Original story: After polling his followers on the social network’s adherence to “free speech,” buying nearly 10 percent of the company’s shares, accepting then declining an offer to join the board, and floating several ideas for new features, Elon Musk has a new tactic in his war against Twitter: buy it outright. In a disclosure on, you guessed it, Twitter, Musk has announced that he has made a $41 billion cash offer to take the company private.
The latest gambit is a staggering move that could have enormous effects beyond Twitter.
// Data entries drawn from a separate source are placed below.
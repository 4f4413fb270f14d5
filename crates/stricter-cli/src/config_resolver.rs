//! Configuration file lookup.
//!
//! Resolution order:
//!
//! 1. `--config` flag (explicit path)
//! 2. `{project}/stricter.toml` or `.stricter.toml`
//!
//! There is no fallback: `root` is required, so a run without a
//! configuration file is an error.

use std::path::{Path, PathBuf};

/// Where the configuration was found.
#[derive(Debug, Clone, PartialEq, Eq)]
pub enum ConfigLocation {
    /// Explicitly specified via `--config` flag.
    Explicit(PathBuf),
    /// Found in the project directory.
    Project(PathBuf),
    /// Nothing found.
    NotFound,
}

impl ConfigLocation {
    /// Returns the resolved path, if any.
    #[must_use]
    pub fn path(&self) -> Option<&Path> {
        match self {
            Self::Explicit(p) | Self::Project(p) => Some(p),
            Self::NotFound => None,
        }
    }
}

/// Project-level config file names, checked in order.
pub const PROJECT_CONFIG_NAMES: &[&str] = &["stricter.toml", ".stricter.toml"];

/// Resolves the configuration file for `project_dir`.
#[must_use]
pub fn resolve(project_dir: &Path, explicit: Option<&Path>) -> ConfigLocation {
    if let Some(p) = explicit {
        return ConfigLocation::Explicit(p.to_path_buf());
    }

    for name in PROJECT_CONFIG_NAMES {
        let candidate = project_dir.join(name);
        if candidate.is_file() {
            tracing::debug!("Found project config: {}", candidate.display());
            return ConfigLocation::Project(candidate);
        }
    }

    ConfigLocation::NotFound
}
#[test]
fn rules_function_receives_packages() {
    let fixture = Fixture::new();
    let rules = RulesDeclaration::dynamic(|ctx| {
        let mut mapping = RuleMapping::new();
        mapping.insert(
            "stricter/unused-files".into(),
            ctx.packages
                .iter()
                .map(|pkg| {
                    RuleInstanceConfig::error().with_config(entry_config(&format!("{pkg}/index\\.js")))
                })
                .collect(),
        );
        mapping
    });
    let config = StricterConfig::new(fixture.root())
        .with_exclude(pattern(r".*\.json"))
        .with_rules(rules);

    let result = run(StricterOptions::from_config(config)).unwrap();
    assert_eq!(result.lines.len(), 5);
    assert_eq!(result.lines[4], "4 errors");
}

#[test]
fn rules_function_runs_once_per_invocation() {
    let fixture = Fixture::new();
    let calls = Arc::new(AtomicUsize::new(0));
    let counter = Arc::clone(&calls);
    let rules = RulesDeclaration::dynamic(move |ctx| {
        counter.fetch_add(1, Ordering::SeqCst);
        let mut mapping = RuleMapping::new();
        mapping.insert(
            "stricter/unused-files".into(),
            ctx.packages
                .iter()
                .map(|pkg| {
                    RuleInstanceConfig::error().with_config(entry_config(&format!("{pkg}/index\\.js")))
                })
                .collect(),
        );
        mapping
    });
    let config = StricterConfig::new(fixture.root())
        .with_exclude(pattern(r".*\.json"))
        .with_rules(rules);
    let options = StricterOptions::from_config(config)
        .reporter(Arc::new(MemoryReporter::new()))
        .cache(Arc::new(ResolutionCache::new()));

    let run = get_stricter(options);
    assert_eq!(calls.load(Ordering::SeqCst), 0);
    assert_eq!(run().unwrap().error_count, 4);
    assert_eq!(calls.load(Ordering::SeqCst), 1);
    assert_eq!(run().unwrap().error_count, 4);
    assert_eq!(calls.load(Ordering::SeqCst), 2);
}

#[test]
fn warnings_are_listed_but_not_counted() {
    let fixture = Fixture::new();
    let result = run_toml(
        &fixture,
        r#"
root = "project/src"
exclude = ['.*\.json']

[[rules."stricter/unused-files"]]
level = "warn"
config = { entry = ['/src/bar/index\.js'] }
"#,
    );
    assert_eq!(result.lines.len(), 3);
    assert!(result.lines[0].starts_with("warn: stricter/unused-files "));
    assert_eq!(result.lines[2], "No errors");
    assert_eq!(result.outcome.warning_count, 2);
    assert!(!result.outcome.is_failure());
}

#[test]
fn runs_are_deterministic() {
    let fixture = Fixture::new();
    let path = fixture.config_path(
        r#"
root = "project/src"
[[rules."stricter/unused-files"]]
config = { entry = ['/src/bar/index\.js'] }
[[rules."stricter/circular-dependencies"]]
"#,
    );
    let first = run(StricterOptions::from_path(&path)).unwrap();
    let second = run(StricterOptions::from_path(&path)).unwrap();
    assert_eq!(first.lines, second.lines);
    // package.json files are walked too when not excluded
    assert_eq!(first.outcome.error_count, 4);
}

#[test]
fn rules_to_verify_skips_other_rules() {
    let fixture = Fixture::new();
    let path = fixture.config_path(
        r#"
root = "project/src"
exclude = ['.*\.json']
[[rules."stricter/unused-files"]]
config = { entry = ['/src/bar/index\.js'] }
[[rules."stricter/circular-dependencies"]]
"#,
    );
    let result = run(
        StricterOptions::from_path(path).rules_to_verify(["stricter/circular-dependencies"]),
    )
    .unwrap();
    assert_eq!(result.lines, vec!["No errors"]);
}

#[test]
fn directory_rules_are_registered_by_file_stem() {
    let fixture = Fixture::new();
    fs::write(
        fixture.root().join("bar/index.js"),
        "import foo from '../foo/index.js';\n",
    )
    .unwrap();
    let result = run_toml(
        &fixture,
        r#"
root = "project/src"
rules-dir = "project/rules"
[[rules.no-bar-to-foo]]
"#,
    );
    assert_eq!(result.lines.len(), 2);
    assert!(result.lines[0].starts_with("error: no-bar-to-foo "));
    assert!(result.lines[0].contains("/bar/index.js "));
    assert_eq!(result.lines[1], "1 errors");
}

#[test]
fn missing_rules_dir_is_a_config_error() {
    let fixture = Fixture::new();
    let err = run(StricterOptions::from_path(
        fixture.config_path("root = \"project/src\"\nrules-dir = \"project/nope\"\n"),
    ))
    .err()
    .unwrap();
    assert!(matches!(
        err,
        StricterError::Config(ConfigError::RulesDirNotFound { .. })
    ));
}

#[test]
fn unknown_rule_aborts_before_reporting() {
    let fixture = Fixture::new();
    let reporter = Arc::new(MemoryReporter::new());
    let options = StricterOptions::from_path(
        fixture.config_path("root = \"project/src\"\n[[rules.\"stricter/nope\"]]\n"),
    )
    .reporter(reporter.clone());

    let err = get_stricter(options)().err().unwrap();
    assert!(matches!(
        err,
        StricterError::Config(ConfigError::RuleNotFound { ref name }) if name == "stricter/nope"
    ));
    assert!(reporter.lines().is_empty());
}

#[test]
fn missing_plugin_is_a_config_error() {
    let fixture = Fixture::new();
    let err = run(StricterOptions::from_path(
        fixture.config_path("root = \"project/src\"\nplugins = [\"abc\"]\n"),
    ))
    .err()
    .unwrap();
    assert!(matches!(
        err,
        StricterError::Config(ConfigError::PluginNotFound { ref module, .. }) if module == "stricter-plugin-abc"
    ));
}

/// Plugin with two counting rules.
fn counting_plugin(used: &Arc<AtomicUsize>, unused: &Arc<AtomicUsize>) -> PluginCatalog {
    let used = Arc::clone(used);
    let unused = Arc::clone(unused);
    PluginCatalog::new().with("stricter-plugin-abc", move || {
        let used = Arc::clone(&used);
        let unused = Arc::clone(&unused);
        let mut table = RuleTable::new();
        table.insert(
            "used".into(),
            rule_fn(move |_| {
                used.fetch_add(1, Ordering::SeqCst);
                Ok(Vec::new())
            }),
        );
        table.insert(
            "unused".into(),
            rule_fn(move |_| {
                unused.fetch_add(1, Ordering::SeqCst);
                Ok(Vec::new())
            }),
        );
        table
    })
}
Musk’s offer price of $54.20 per share—because he had to get a 420 joke in there—represents a 38 percent premium to Twitter’s April 1 close, the last trading day before the whole saga started with the disclosure that the Tesla CEO had taken a stake of nearly 10 percent in Twitter.
Following that sizable stock purchase, Musk accepted a seat on Twitter’s board but quickly reneged on it after Twitter requested a background check and a 15 percent cap on total shares.
It’s unclear what the next steps will be. Twitter’s board needs to review the offer, but the amount Musk is willing to pay is unlikely to be matched. It’s hard to see the offer as anything but hostile, especially considering the events that have played out in recent weeks. Musk’s offer includes the condition that Twitter “needs to be transformed as a private company.”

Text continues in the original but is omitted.